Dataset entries
=== Begin Enclosure ===

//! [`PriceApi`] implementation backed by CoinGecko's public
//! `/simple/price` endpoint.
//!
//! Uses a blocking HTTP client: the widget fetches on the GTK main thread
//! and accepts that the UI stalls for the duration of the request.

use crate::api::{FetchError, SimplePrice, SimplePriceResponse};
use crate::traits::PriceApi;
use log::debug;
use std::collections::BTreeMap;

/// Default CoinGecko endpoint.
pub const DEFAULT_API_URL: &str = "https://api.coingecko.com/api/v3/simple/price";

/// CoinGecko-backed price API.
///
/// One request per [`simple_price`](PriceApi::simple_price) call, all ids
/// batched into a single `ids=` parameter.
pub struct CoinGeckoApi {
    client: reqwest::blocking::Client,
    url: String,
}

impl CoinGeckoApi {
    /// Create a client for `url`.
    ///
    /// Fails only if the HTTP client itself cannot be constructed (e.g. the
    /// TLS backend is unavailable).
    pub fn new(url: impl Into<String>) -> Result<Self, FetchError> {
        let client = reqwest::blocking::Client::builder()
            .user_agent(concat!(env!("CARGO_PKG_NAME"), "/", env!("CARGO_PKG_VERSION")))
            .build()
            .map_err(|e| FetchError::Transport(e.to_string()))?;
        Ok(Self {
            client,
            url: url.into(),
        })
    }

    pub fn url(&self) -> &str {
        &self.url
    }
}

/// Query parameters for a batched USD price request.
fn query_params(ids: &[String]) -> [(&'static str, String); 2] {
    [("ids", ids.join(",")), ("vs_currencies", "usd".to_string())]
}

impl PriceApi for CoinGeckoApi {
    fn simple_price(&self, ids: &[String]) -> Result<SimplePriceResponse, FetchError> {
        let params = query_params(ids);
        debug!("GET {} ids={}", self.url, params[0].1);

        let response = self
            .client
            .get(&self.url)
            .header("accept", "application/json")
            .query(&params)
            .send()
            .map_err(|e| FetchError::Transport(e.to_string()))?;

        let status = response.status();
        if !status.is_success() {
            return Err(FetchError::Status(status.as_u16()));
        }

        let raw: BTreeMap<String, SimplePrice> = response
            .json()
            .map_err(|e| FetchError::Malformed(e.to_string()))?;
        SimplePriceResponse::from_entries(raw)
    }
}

=== End Enclosure ===
=== Begin Enclosure ===

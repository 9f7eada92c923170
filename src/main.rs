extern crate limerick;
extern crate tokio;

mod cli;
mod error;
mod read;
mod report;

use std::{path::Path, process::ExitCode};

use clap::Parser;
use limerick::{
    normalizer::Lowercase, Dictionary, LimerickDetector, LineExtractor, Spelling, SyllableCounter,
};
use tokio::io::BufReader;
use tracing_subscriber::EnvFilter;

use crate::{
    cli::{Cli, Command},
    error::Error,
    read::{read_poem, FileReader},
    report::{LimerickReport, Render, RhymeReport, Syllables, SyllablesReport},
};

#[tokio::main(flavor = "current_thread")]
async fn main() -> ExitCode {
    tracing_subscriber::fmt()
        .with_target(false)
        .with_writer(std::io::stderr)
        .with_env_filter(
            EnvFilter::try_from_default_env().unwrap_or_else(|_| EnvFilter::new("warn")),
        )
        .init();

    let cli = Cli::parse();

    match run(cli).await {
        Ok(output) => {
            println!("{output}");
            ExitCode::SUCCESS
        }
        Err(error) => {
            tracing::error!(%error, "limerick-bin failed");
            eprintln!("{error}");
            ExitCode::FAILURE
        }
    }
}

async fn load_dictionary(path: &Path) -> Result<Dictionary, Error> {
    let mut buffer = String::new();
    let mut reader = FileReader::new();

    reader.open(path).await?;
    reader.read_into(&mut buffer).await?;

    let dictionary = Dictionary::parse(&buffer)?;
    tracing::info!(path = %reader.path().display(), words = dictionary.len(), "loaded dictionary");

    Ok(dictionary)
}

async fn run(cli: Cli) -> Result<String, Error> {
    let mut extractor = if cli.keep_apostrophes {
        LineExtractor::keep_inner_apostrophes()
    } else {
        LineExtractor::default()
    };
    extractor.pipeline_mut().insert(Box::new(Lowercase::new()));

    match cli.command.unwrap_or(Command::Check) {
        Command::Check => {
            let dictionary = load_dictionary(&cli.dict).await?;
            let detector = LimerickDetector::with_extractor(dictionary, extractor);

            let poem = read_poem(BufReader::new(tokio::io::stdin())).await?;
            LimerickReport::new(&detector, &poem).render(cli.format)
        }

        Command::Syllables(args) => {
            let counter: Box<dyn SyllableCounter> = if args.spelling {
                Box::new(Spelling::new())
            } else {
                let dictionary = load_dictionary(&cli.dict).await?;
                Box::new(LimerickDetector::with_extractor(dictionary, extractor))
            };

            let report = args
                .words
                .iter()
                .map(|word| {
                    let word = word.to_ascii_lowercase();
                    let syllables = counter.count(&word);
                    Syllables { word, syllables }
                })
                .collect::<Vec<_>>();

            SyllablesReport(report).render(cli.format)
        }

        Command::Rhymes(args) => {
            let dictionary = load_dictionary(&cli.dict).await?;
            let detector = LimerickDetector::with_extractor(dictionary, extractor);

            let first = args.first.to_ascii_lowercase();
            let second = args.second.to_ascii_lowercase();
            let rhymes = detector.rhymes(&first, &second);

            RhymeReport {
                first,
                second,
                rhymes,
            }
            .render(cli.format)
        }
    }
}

=== End Enclosure ===
=== Begin Enclosure ===

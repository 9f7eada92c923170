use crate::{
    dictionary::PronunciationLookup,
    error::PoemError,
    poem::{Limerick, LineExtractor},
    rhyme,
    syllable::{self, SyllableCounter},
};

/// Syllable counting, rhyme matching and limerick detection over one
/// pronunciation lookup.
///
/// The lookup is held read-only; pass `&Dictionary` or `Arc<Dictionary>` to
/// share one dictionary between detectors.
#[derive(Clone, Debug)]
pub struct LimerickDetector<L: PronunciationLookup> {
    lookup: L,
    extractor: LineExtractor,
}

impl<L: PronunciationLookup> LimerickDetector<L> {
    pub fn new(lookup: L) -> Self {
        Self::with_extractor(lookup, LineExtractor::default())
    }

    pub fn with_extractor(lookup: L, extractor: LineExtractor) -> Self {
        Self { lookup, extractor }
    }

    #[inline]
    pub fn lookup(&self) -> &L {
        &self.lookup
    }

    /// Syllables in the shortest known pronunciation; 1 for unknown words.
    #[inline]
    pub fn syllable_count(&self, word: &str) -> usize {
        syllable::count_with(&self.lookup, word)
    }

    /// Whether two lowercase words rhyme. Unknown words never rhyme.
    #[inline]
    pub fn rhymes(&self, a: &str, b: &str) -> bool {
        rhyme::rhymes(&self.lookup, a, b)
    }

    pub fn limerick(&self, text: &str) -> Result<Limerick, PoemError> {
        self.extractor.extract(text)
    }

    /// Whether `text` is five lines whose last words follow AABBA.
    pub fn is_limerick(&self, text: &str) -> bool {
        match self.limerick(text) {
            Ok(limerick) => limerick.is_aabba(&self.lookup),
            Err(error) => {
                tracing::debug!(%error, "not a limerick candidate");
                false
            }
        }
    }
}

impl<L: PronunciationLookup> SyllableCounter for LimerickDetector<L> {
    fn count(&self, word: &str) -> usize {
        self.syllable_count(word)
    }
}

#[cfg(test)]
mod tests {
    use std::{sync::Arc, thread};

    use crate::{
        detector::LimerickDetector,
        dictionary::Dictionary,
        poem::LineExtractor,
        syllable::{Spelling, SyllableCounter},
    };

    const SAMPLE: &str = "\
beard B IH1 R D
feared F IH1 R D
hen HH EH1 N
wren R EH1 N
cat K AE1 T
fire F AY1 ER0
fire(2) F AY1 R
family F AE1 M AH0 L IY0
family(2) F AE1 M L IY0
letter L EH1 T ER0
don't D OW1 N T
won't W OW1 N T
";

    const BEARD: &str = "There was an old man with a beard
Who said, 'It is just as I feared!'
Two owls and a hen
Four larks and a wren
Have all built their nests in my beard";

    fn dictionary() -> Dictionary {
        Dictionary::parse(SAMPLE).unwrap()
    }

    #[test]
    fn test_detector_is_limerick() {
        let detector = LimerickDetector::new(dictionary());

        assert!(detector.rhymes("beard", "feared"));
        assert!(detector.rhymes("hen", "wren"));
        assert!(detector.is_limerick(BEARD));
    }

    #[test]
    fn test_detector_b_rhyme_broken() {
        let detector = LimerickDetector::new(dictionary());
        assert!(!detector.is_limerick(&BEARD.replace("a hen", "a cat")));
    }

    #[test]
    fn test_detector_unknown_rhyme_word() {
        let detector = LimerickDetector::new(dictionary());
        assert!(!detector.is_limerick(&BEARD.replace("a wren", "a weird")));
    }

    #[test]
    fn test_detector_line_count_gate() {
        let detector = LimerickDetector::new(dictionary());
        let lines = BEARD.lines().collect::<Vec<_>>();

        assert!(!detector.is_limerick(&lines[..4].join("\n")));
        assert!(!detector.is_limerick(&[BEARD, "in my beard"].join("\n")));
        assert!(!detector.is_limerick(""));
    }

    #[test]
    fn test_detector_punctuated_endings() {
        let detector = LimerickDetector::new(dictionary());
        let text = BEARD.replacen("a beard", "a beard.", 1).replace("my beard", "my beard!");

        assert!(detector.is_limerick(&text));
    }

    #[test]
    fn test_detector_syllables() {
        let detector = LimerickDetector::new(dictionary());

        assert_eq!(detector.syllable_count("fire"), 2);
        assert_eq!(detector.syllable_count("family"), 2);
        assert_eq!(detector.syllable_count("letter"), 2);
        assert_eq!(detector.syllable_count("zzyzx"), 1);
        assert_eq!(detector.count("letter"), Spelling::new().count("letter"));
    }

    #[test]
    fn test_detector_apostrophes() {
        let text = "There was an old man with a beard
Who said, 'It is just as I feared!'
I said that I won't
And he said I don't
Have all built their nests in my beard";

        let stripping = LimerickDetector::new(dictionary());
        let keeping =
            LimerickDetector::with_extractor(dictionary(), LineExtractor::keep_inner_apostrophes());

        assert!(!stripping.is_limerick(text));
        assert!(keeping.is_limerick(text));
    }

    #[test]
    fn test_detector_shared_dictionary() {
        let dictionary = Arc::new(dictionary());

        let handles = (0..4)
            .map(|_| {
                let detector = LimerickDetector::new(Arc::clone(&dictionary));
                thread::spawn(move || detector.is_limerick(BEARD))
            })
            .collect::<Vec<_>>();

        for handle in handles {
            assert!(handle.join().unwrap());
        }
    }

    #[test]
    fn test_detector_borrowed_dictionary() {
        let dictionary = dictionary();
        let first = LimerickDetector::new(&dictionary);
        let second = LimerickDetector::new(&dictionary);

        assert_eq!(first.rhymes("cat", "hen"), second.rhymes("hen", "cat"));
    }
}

=== End Enclosure ===

Exercise description ▸ Both end lines included, restate word for word the lines above from the line with "CoinGecko-backed price API." to the line with "constructed (e.g. the", and nothing else.

Task response ▸
/// CoinGecko-backed price API.
///
/// One request per [`simple_price`](PriceApi::simple_price) call, all ids
/// batched into a single `ids=` parameter.
pub struct CoinGeckoApi {
    client: reqwest::blocking::Client,
    url: String,
}

impl CoinGeckoApi {
    /// Create a client for `url`.
    ///
    /// Fails only if the HTTP client itself cannot be constructed (e.g. the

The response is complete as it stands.